Creation of the Miami is the first step of a master plan put together by 14 planning, architecture and landscape design students two years ago.

The team of students, participants in the 23rd Annual EDAW Summer Student Program, spent two weeks in 2002 developing a master plan for the area west of downtown Miami and north of State Road 836 that is home to many local medical, legal and educational institutions including the University of Miami School of Medicine, Jackson Memorial Hospital, Veteran Administration Medical Center, Cedars Medical Center, Richard E. Gerstein Justice Building, the State’s Attorney’s Office, Miami-Dade College Medical Campus and the Lindsey Hopkins Technical Education Center.

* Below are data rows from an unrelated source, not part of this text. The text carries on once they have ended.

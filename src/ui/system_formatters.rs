use crate::core::system_info::types::*;
use crate::ui::formatters::{format_count, format_mhz, format_ratio, format_size};
use colored::*;

/// Filter for controlling which hardware sections to display
#[derive(Debug, Clone, Default, PartialEq, Eq)]
pub struct DisplayFilter {
    pub cpu: bool,
    pub gpu: bool,
    pub memory: bool,
    pub disk: bool,
    pub motherboard: bool,
    pub network: bool,
    pub monitor: bool,
    pub os: bool,
    pub battery: bool,
}

impl DisplayFilter {
    /// Returns a filter that shows all sections
    pub fn all() -> Self {
        Self {
            cpu: true,
            gpu: true,
            memory: true,
            disk: true,
            motherboard: true,
            network: true,
            monitor: true,
            os: true,
            battery: true,
        }
    }

    pub fn is_empty(&self) -> bool {
        *self == Self::default()
    }
}

pub fn format_system_info(info: &SystemInfo, filter: &DisplayFilter) {
    println!("\n{}", "HARDWARE INFORMATION".bold().bright_cyan());
    println!("{}", "=".repeat(80));

    if filter.cpu {
        print_cpu_info(&info.cpus);
    }

    if filter.memory {
        print_memory_info(&info.memory);
    }

    if filter.gpu {
        print_gpu_info(&info.gpus);
    }

    if filter.motherboard {
        print_mainboard_info(&info.mainboards);
    }

    if filter.disk {
        print_disk_info(&info.disks);
    }

    if filter.network {
        print_network_info(&info.networks);
    }

    if filter.monitor {
        print_monitor_info(&info.monitors);
    }

    if filter.os {
        print_os_info(&info.os);
    }

    // Only laptops have one
    if filter.battery && !info.batteries.is_empty() {
        print_battery_info(&info.batteries);
    }

    println!();
}

fn print_section_header(title: &str) {
    println!("\n{}", title.bold().green());
    println!("{}", "-".repeat(title.len()));
}

fn print_none_found(what: &str) {
    println!("  {}", format!("No {} found", what).dimmed());
}

fn print_cpu_info(cpus: &[Cpu]) {
    print_section_header("CPU");
    if cpus.is_empty() {
        print_none_found("CPU");
        return;
    }

    for cpu in cpus {
        println!("  {} {}", format!("[{}]", cpu.id).dimmed(), cpu.model_name.bold());
        println!("    Vendor: {}", cpu.vendor);
        println!(
            "    Cores: {} physical, {} logical",
            format_count(cpu.num_physical_cores),
            format_count(cpu.num_logical_cores)
        );
        println!(
            "    Clock: {} base, {} max, {} min",
            format_mhz(cpu.regular_clock_speed_mhz),
            format_mhz(cpu.max_clock_speed_mhz),
            format_mhz(cpu.min_clock_speed_mhz)
        );
        println!("    L3 Cache: {}", format_size(cpu.l3_cache_size_bytes));

        if !cpu.flags.is_empty() {
            let highlighted = highlighted_flags(&cpu.flags);
            if highlighted.is_empty() {
                println!("    Flags: {} reported", cpu.flags.len());
            } else {
                println!(
                    "    Flags: {} ({} total)",
                    highlighted.join(", ").cyan(),
                    cpu.flags.len()
                );
            }
        }
    }
}

/// The extensions worth calling out in a summary line.
fn highlighted_flags(flags: &[String]) -> Vec<&str> {
    const NOTABLE: &[&str] = &[
        "sse4_2", "avx", "avx2", "avx512f", "aes", "sha_ni", "fma", "neon", "asimd", "sve",
    ];
    NOTABLE
        .iter()
        .copied()
        .filter(|notable| flags.iter().any(|flag| flag == notable))
        .collect()
}

fn print_memory_info(memory: &[Memory]) {
    print_section_header("Memory");
    if memory.is_empty() {
        print_none_found("memory information");
        return;
    }

    for mem in memory {
        println!("  Total: {}", format_size(mem.total_bytes).bold());
        println!("  Free: {}", format_size(mem.free_bytes));
        println!("  Available: {}", format_size(mem.available_bytes));

        if mem.total_bytes > 0 && mem.available_bytes >= 0 {
            let used = mem.total_bytes - mem.available_bytes;
            let usage = used as f64 / mem.total_bytes as f64;
            let usage_str = format_ratio(usage);
            let colored_usage = if usage > 0.9 {
                usage_str.red()
            } else if usage > 0.7 {
                usage_str.yellow()
            } else {
                usage_str.green()
            };
            println!("  Usage: {}", colored_usage);
        }

        for module in &mem.modules {
            let speed = if module.frequency_hz > 0 {
                format!(" @ {} MHz", module.frequency_hz / 1_000_000)
            } else {
                String::new()
            };
            println!(
                "    {} {} {} {}{}",
                format!("[{}]", module.name).dimmed(),
                format_size(module.total_bytes),
                module.vendor,
                module.model,
                speed
            );
        }
    }
}

fn print_gpu_info(gpus: &[Gpu]) {
    print_section_header("GPU");
    if gpus.is_empty() {
        print_none_found("GPU");
        return;
    }

    for gpu in gpus {
        println!("  {} {}", format!("[{}]", gpu.id).dimmed(), gpu.name.bold());
        println!("    Vendor: {} ({}:{})", gpu.vendor, gpu.vendor_id, gpu.device_id);
        println!("    Driver: {}", gpu.driver_version);
        if gpu.memory_bytes > 0 {
            println!("    Memory: {}", format_size(gpu.memory_bytes));
        }
    }
}

fn print_mainboard_info(boards: &[MainBoard]) {
    print_section_header("Motherboard");
    if boards.is_empty() {
        print_none_found("motherboard information");
        return;
    }

    for board in boards {
        println!("  Manufacturer: {}", board.vendor);
        println!("  Product: {}", board.name.bold());
        println!("  Version: {}", board.version);
        println!("  Serial: {}", board.serial_number);
    }
}

fn print_disk_info(disks: &[Disk]) {
    print_section_header("Storage");
    if disks.is_empty() {
        print_none_found("disk");
        return;
    }

    for disk in disks {
        println!("  {} {}", format!("[{}]", disk.id).dimmed(), disk.model.bold());
        println!("    Vendor: {}", disk.vendor);
        println!("    Serial: {}", disk.serial_number);
        println!(
            "    Size: {} ({} free)",
            format_size(disk.size_bytes),
            format_size(disk.free_bytes)
        );
    }
}

fn print_network_info(networks: &[Network]) {
    print_section_header("Network");
    if networks.is_empty() {
        print_none_found("network adapter");
        return;
    }

    for network in networks {
        println!(
            "  {} {} ({})",
            format!("[{}]", network.index).dimmed(),
            network.description.bold(),
            network.interface_type.cyan()
        );
        println!("    MAC: {}", network.mac);
        println!("    IPv4: {}", network.ip4);
        println!("    IPv6: {}", network.ip6);
    }
}

fn print_monitor_info(monitors: &[Monitor]) {
    print_section_header("Monitors");
    if monitors.is_empty() {
        print_none_found("connected monitor");
        return;
    }

    for monitor in monitors {
        println!("  {} {}", monitor.vendor.bold(), monitor.model);
        println!(
            "    Resolution: {} @ {} Hz",
            monitor.resolution, monitor.refresh_rate
        );
        println!("    Serial: {}", monitor.serial_number);
    }
}

fn print_os_info(os: &[Os]) {
    print_section_header("Operating System");
    if os.is_empty() {
        print_none_found("operating system information");
        return;
    }

    for system in os {
        println!("  Name: {}", system.name.bold());
        println!("  Version: {}", system.version);
        println!("  Kernel: {}", system.kernel);
        println!(
            "  Architecture: {}",
            if system.is_64bit { "64-bit" } else { "32-bit" }
        );
    }
}

fn print_battery_info(batteries: &[Battery]) {
    print_section_header("Battery");

    for battery in batteries {
        println!(
            "  {} {} {}",
            format!("[{}]", battery.id).dimmed(),
            battery.vendor,
            battery.model.bold()
        );
        println!("    Technology: {}", battery.technology);

        if battery.capacity_percent >= 0.0 {
            let charge = format!("{:.0}%", battery.capacity_percent);
            let colored_charge = if battery.capacity_percent < 20.0 {
                charge.red()
            } else if battery.capacity_percent < 50.0 {
                charge.yellow()
            } else {
                charge.green()
            };
            let state = match battery.charging {
                Some(true) => " (charging)",
                Some(false) => " (discharging)",
                None => "",
            };
            println!("    Charge: {}{}", colored_charge, state);
        }

        println!(
            "    Energy: {} mWh now, {} mWh full, {} mWh design",
            format_count(battery.energy_now_mwh),
            format_count(battery.energy_full_mwh),
            format_count(battery.energy_design_mwh)
        );
        if let Some(health) = battery.health_percent() {
            println!("    Health: {:.0}%", health);
        }
    }
}

/// Print a utilization sample: the aggregate ratio and optionally one line
/// per logical CPU.
pub fn format_utilization(aggregate: f64, threads: &[f64]) {
    print_section_header("CPU Utilization");
    println!("  Total: {}", format_ratio(aggregate).bold());

    for (index, ratio) in threads.iter().enumerate() {
        let bar_width = if (0.0..=1.0).contains(ratio) {
            (ratio * 40.0).round() as usize
        } else {
            0
        };
        println!(
            "  {:>4} {:>7} {}",
            format!("#{}", index),
            format_ratio(*ratio),
            "#".repeat(bar_width).cyan()
        );
    }
    println!();
}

The area is roughly bounded by Northwest 20th Street, the Miami River, Northwest 7th Avenue and Northwest 12th Avenue. According to the study, about one of every 28 jobs in the state is located in the Civic Center area.

Envisioned in the plan are new additions to the area including:

•Restoring five natural areas or gardens along Wagner Creek, a waterway that was noted as a challenge to the area because of pollution.

•Creating an entertainment and living complex along the Miami River along 11th Street.

•Revitalizing the corridors of Northwest 11th, 14th and 20th streets and Northwest Seventh, 10th and 12th for pedestrian use.

•Improving circulation around the medical center by opening up roadways and reconnecting streets.

•Bringing more retail and restoring historic housing in the Highland Park neighborhood.

Zoning changes were among the recommendations of a second phase of the plan, especially around the Civic Center and Santa Clara transit stations and along Northwest 20th Street and Seventh Avenue. A conservation district was also recommended for Highland Park. The final phase suggests a self-taxing district.